Wendy was working in New York when Sydney won the Olympics bid. “I had to be there,” she remembers – and she landed the job organising the outdoor entertainment program. But it was the Opera House that beckoned, and after the Olympics, she found herself walking across its forecourt with an application to head the theatre and dance program. “It was a beautiful spring morning and I remember thinking: Would it be possible to come to this place and make things happen?”

Culturally speaking, she’s been ‘making things happen’ ever since. Her first job at the opera house was organising a string of Indigenous cultural events, including the inaugural Message Sticks festivals. Initially staged in a variety of venues (“we wanted communities to have ownership”) many later migrated to the Opera House. “The Deadly Awards began in Redfern, moved to the Opera Theatre, and finally to the Concert Hall – bringing with them performers and audiences who’d never thought of being there – it was amazing!”
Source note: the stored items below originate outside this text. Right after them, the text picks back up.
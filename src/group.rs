//! Companion-pair grouping.
//!
//! The source compiler splits a type with both instance and static lazy
//! vals across two class files: `Foo` and the nested singleton `Foo$`.
//! Grouping is purely by that name relation; no cross-class resolution
//! happens here.

use std::collections::{BTreeMap, BTreeSet};

use crate::errors::parse::{GroupError, ParseError};
use crate::view::ClassView;

#[derive(Debug)]
pub enum ClassGroup {
    Single(ClassView),
    /// `module` is the trailing-`$` nested singleton, `companion` the
    /// plain class of the same name.
    Pair {
        module: ClassView,
        companion: ClassView,
    },
}

impl ClassGroup {
    pub fn names(&self) -> Vec<&str> {
        match self {
            ClassGroup::Single(view) => vec![view.name.as_str()],
            ClassGroup::Pair { module, companion } => {
                vec![module.name.as_str(), companion.name.as_str()]
            }
        }
    }
}

/// Groups a batch of class files, pairing every `Name$` with `Name`
/// when both are present. Every input appears in exactly one group; any
/// parse failure fails the whole batch.
pub fn group(classes: &BTreeMap<String, Vec<u8>>) -> Result<Vec<ClassGroup>, GroupError> {
    let mut failures: Vec<ParseError> = Vec::new();
    let mut parsed: BTreeMap<&str, ClassView> = BTreeMap::new();
    for (name, bytes) in classes {
        match ClassView::parse(bytes) {
            Ok(view) => {
                parsed.insert(name.as_str(), view);
            }
            Err(error) => failures.push(ParseError::new(name, error.msg)),
        }
    }
    if !failures.is_empty() {
        return Err(GroupError { failures });
    }

    let mut paired: BTreeSet<String> = BTreeSet::new();
    let names: Vec<String> = parsed.keys().map(|name| name.to_string()).collect();
    let mut groups = Vec::new();
    for name in &names {
        let Some(stripped) = name.strip_suffix('$') else {
            continue;
        };
        if parsed.contains_key(stripped) {
            paired.insert(name.clone());
            paired.insert(stripped.to_string());
        }
    }
    let mut taken: BTreeSet<String> = BTreeSet::new();
    for name in &names {
        if taken.contains(name) {
            continue;
        }
        if let Some(stripped) = name.strip_suffix('$') {
            if paired.contains(name) && parsed.contains_key(stripped) {
                let module = parsed.remove(name.as_str()).expect("parsed above");
                let companion = parsed.remove(stripped).expect("parsed above");
                taken.insert(name.clone());
                taken.insert(stripped.to_string());
                groups.push(ClassGroup::Pair { module, companion });
                continue;
            }
        }
        if paired.contains(name) {
            // The plain half of a pair; emitted when its `$` twin comes up.
            continue;
        }
        let view = parsed.remove(name.as_str()).expect("parsed above");
        taken.insert(name.clone());
        groups.push(ClassGroup::Single(view));
    }
    Ok(groups)
}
Then came London and the themed festivals she produced for the Southbank Centre, a ‘People’s Palace’ of culture on the Thames that draws millions to theatres, recitals, and galleries. She clearly loves engaging with communities in the widest possible way, and this is a key driver – along with a passion for dance in its most contemporary and adventurous forms.

These twin passions are likely to become Wendy Martin’s signature for the 2016 festival. She has signed up brilliant performers from Europe, Brazil (Lia Rodrigues), India (Adita Mangaldas Dance Company), France and Japan (Aurelien Bory and Kaori Ito) and forms of dance never before seen in Perth.

“Belgium choreographer Sidi Larbi Chekaoui’s Apocrifu for example explores ideas from the world’s great philosophical and religious texts with three different dance styles, setting them side by side, just as people from different cultures find themselves living side by side,” she explains. “I am hoping they draw audiences from across Perth’s different communities.”

Another signature program is an interactive installation, A Mile in my Shoes , a unique audio portrait of a community that will feature the narratives of ordinary people in our multicultural community whose life journey may be a world away from ours. A Sikh taxi driver she met on a trip from the airport, a FIFO engineer, an abattoir worker are just some of the locals likely to be involved.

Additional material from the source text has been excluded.